> **Source data**
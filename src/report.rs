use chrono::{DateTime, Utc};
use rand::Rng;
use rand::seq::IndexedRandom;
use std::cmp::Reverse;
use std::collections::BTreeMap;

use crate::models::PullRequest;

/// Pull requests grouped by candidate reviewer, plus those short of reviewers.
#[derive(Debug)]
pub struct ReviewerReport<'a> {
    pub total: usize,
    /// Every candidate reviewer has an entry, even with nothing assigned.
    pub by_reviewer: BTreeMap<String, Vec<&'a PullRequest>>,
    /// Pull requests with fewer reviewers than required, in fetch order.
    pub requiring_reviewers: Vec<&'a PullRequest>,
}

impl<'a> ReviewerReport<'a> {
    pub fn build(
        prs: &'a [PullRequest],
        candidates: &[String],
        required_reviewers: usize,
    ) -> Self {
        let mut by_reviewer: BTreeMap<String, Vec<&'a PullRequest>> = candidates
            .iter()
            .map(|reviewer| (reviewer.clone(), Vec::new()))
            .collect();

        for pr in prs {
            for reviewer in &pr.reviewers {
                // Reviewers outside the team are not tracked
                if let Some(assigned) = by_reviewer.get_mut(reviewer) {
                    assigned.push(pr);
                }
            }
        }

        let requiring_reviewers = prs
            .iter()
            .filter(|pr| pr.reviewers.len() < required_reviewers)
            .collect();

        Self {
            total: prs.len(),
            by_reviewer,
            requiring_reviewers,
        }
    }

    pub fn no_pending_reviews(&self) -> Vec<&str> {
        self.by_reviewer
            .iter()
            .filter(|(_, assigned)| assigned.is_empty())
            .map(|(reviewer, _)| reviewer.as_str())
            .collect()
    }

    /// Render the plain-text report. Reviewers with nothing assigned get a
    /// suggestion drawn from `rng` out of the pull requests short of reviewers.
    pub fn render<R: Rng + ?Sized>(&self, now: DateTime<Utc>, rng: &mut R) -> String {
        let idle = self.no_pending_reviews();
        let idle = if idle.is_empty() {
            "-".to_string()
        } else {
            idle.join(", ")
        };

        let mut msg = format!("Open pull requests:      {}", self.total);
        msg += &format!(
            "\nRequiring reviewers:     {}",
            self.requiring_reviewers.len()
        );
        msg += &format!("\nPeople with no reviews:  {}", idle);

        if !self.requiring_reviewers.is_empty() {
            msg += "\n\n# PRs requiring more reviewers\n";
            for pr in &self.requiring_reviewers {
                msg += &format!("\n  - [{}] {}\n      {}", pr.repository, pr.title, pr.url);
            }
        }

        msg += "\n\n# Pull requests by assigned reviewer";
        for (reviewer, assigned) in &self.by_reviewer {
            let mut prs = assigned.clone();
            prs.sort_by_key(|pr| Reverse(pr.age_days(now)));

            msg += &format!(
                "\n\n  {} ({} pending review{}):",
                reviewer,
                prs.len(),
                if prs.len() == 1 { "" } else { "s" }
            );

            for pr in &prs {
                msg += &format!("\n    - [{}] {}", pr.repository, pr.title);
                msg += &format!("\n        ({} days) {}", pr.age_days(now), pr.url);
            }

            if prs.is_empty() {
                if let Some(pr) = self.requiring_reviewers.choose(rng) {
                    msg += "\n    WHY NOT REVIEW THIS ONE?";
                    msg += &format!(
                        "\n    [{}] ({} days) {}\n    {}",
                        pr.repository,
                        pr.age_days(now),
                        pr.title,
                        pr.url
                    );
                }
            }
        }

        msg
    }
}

> **Exercise aim**
Please work out how many lines above carry "rand", writing only the result.

> **Exercise output**
2